- _Task goal_
Wherever a line holds the word "CheckSummary", copy that line from the data.

- _Records provided_
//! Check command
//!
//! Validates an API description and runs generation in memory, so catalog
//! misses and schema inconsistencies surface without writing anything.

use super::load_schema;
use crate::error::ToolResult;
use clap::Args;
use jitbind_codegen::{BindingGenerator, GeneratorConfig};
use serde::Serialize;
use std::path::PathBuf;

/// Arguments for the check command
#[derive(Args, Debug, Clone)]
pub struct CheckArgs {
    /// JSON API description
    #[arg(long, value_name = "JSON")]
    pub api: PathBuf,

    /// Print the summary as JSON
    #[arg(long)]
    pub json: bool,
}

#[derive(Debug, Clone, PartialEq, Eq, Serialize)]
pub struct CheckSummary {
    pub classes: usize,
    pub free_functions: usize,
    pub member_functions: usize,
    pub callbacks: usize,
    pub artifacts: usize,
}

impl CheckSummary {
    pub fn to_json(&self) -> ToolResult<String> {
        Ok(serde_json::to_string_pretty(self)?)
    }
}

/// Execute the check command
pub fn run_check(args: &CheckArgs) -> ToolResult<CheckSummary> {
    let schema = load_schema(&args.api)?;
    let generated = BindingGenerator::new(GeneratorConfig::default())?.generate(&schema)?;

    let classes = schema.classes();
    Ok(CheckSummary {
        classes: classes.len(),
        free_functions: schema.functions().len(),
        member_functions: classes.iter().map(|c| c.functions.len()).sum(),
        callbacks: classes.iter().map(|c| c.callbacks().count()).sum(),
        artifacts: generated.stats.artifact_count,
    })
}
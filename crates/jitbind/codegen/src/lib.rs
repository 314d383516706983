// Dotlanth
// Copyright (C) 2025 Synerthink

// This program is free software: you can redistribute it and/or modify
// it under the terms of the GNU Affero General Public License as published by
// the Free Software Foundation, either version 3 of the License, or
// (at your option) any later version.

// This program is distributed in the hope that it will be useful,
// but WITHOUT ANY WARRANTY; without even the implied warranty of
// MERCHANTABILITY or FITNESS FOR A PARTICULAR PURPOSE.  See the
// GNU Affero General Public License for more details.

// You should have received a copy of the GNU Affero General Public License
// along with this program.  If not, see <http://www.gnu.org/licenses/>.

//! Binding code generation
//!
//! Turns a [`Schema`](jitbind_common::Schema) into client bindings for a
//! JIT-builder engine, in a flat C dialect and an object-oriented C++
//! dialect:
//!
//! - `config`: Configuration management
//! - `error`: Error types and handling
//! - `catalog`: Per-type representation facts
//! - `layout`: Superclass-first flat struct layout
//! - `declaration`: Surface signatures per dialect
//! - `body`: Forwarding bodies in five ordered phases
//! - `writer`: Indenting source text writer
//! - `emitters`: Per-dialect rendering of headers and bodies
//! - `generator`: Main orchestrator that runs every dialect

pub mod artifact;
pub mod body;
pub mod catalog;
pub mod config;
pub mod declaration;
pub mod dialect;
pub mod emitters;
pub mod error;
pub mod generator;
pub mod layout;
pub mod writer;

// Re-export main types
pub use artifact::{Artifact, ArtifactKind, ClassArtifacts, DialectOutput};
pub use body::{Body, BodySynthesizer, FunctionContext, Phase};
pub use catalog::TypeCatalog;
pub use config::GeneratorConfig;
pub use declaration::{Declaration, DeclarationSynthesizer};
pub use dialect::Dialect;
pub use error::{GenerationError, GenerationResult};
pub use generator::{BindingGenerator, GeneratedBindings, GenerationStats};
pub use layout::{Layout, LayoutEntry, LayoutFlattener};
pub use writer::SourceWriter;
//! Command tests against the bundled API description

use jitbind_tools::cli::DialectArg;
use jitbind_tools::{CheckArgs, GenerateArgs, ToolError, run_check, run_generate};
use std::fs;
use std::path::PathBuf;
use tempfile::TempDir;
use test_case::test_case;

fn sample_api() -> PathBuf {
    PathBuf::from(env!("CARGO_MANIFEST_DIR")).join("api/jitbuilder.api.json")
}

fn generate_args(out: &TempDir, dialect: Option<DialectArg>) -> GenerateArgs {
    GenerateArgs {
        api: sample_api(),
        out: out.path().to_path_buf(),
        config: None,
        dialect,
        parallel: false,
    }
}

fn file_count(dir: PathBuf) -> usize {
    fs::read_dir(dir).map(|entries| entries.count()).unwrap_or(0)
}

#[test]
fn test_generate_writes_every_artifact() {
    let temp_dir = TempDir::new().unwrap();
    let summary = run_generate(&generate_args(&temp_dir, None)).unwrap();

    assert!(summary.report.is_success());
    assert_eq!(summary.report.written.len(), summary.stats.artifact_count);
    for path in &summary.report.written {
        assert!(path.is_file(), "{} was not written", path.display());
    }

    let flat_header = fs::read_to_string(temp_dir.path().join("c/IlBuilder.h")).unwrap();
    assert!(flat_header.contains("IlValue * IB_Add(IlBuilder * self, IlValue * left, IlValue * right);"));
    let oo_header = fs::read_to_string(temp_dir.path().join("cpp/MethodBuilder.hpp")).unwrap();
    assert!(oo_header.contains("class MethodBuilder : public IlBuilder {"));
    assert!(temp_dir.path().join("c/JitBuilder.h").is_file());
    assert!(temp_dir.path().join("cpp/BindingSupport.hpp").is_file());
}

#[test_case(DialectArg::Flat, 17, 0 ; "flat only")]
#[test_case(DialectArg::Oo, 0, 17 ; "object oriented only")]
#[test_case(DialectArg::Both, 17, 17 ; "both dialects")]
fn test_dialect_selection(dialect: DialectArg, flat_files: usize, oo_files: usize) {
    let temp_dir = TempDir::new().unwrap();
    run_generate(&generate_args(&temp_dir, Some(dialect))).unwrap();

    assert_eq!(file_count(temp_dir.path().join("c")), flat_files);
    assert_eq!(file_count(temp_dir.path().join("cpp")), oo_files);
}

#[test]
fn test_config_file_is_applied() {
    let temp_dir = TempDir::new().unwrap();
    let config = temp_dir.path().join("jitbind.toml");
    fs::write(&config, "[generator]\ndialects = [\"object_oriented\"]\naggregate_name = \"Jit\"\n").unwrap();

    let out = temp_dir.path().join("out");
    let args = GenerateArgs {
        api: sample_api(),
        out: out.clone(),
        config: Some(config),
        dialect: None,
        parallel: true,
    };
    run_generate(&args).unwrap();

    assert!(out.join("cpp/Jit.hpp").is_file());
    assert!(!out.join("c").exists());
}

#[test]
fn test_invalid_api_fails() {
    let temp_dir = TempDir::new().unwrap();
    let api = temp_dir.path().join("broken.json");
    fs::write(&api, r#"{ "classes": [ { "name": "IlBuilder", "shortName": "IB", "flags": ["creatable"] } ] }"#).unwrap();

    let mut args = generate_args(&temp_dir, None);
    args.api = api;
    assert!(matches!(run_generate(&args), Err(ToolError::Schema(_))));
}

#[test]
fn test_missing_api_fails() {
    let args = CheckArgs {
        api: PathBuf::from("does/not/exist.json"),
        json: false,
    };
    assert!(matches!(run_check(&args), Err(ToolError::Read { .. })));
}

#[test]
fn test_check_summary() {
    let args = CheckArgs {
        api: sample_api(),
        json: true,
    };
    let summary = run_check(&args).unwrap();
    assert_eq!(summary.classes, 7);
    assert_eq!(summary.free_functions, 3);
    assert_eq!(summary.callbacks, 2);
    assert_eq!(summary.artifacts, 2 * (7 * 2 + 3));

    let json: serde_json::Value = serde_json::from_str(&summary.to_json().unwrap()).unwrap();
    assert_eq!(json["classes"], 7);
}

- _Response below_
pub struct CheckSummary {
impl CheckSummary {
pub fn run_check(args: &CheckArgs) -> ToolResult<CheckSummary> {
    Ok(CheckSummary {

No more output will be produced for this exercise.